⟨

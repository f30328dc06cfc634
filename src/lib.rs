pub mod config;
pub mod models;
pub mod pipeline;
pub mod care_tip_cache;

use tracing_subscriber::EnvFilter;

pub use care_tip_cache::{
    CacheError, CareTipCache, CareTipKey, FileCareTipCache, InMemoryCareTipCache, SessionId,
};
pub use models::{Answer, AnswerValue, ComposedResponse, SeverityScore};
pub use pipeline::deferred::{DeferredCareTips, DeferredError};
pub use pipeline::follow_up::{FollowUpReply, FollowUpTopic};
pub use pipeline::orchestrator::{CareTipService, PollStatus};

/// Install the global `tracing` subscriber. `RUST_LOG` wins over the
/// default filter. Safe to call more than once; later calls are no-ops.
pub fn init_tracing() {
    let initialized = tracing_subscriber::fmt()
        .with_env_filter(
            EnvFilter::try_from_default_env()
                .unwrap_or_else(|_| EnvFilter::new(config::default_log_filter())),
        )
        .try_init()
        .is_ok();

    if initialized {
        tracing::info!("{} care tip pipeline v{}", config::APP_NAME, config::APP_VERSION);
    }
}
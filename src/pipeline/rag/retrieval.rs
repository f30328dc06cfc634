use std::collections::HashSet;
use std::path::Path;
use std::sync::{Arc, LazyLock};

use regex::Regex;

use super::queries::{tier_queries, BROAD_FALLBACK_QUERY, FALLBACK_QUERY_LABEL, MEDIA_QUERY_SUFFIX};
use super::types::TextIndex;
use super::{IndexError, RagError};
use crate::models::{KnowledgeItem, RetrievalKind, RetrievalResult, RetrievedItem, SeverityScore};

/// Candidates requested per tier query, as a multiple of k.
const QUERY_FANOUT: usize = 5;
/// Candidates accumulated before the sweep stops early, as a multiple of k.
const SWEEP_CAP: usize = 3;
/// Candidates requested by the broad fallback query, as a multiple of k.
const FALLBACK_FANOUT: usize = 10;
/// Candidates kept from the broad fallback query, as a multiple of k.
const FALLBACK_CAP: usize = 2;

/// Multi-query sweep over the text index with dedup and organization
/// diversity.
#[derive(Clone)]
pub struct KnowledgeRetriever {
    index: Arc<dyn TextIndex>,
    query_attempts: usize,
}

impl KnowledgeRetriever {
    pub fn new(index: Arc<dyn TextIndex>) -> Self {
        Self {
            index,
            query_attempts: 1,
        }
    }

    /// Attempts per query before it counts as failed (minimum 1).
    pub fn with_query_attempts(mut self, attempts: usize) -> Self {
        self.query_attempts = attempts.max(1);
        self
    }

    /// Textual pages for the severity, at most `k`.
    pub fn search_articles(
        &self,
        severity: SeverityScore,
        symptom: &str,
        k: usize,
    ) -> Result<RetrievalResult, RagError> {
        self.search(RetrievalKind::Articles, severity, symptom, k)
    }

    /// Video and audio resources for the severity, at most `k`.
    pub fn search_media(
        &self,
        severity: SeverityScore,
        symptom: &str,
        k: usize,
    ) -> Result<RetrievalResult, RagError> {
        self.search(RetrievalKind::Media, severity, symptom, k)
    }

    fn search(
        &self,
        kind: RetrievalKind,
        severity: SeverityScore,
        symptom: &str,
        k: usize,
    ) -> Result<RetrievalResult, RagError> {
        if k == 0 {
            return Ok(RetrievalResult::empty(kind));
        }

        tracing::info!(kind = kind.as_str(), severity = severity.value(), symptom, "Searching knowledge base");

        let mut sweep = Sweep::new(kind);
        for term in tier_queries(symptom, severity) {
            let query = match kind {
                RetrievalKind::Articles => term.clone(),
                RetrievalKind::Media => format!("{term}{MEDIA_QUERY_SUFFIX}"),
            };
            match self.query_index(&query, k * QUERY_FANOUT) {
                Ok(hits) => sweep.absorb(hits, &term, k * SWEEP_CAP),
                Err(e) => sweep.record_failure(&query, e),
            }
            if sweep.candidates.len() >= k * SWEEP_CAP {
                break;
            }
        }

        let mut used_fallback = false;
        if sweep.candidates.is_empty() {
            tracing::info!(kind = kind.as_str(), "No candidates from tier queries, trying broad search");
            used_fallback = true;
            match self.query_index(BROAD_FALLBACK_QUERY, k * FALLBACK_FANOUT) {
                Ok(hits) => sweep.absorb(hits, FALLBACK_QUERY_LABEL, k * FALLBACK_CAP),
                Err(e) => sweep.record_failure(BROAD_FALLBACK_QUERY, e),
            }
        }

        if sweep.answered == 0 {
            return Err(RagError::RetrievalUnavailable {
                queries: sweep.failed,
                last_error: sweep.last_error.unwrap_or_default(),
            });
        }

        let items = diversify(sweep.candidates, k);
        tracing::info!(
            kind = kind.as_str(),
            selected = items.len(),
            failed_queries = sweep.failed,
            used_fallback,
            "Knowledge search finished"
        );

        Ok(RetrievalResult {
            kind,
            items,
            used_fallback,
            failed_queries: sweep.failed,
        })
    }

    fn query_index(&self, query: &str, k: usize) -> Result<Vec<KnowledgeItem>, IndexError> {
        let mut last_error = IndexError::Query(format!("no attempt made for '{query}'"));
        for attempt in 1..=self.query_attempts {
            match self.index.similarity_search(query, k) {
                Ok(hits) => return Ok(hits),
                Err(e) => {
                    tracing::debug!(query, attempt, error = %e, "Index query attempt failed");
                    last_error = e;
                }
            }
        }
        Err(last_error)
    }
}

⟩

TASK PROMPT
Every line of the listing that holds the word "symptom" is to be found and copied.

SOLUTION TO THIS TASK
        symptom: &str,
        self.search(RetrievalKind::Articles, severity, symptom, k)
        symptom: &str,
        self.search(RetrievalKind::Media, severity, symptom, k)
        symptom: &str,
        tracing::info!(kind = kind.as_str(), severity = severity.value(), symptom, "Searching knowledge base");
        for term in tier_queries(symptom, severity) {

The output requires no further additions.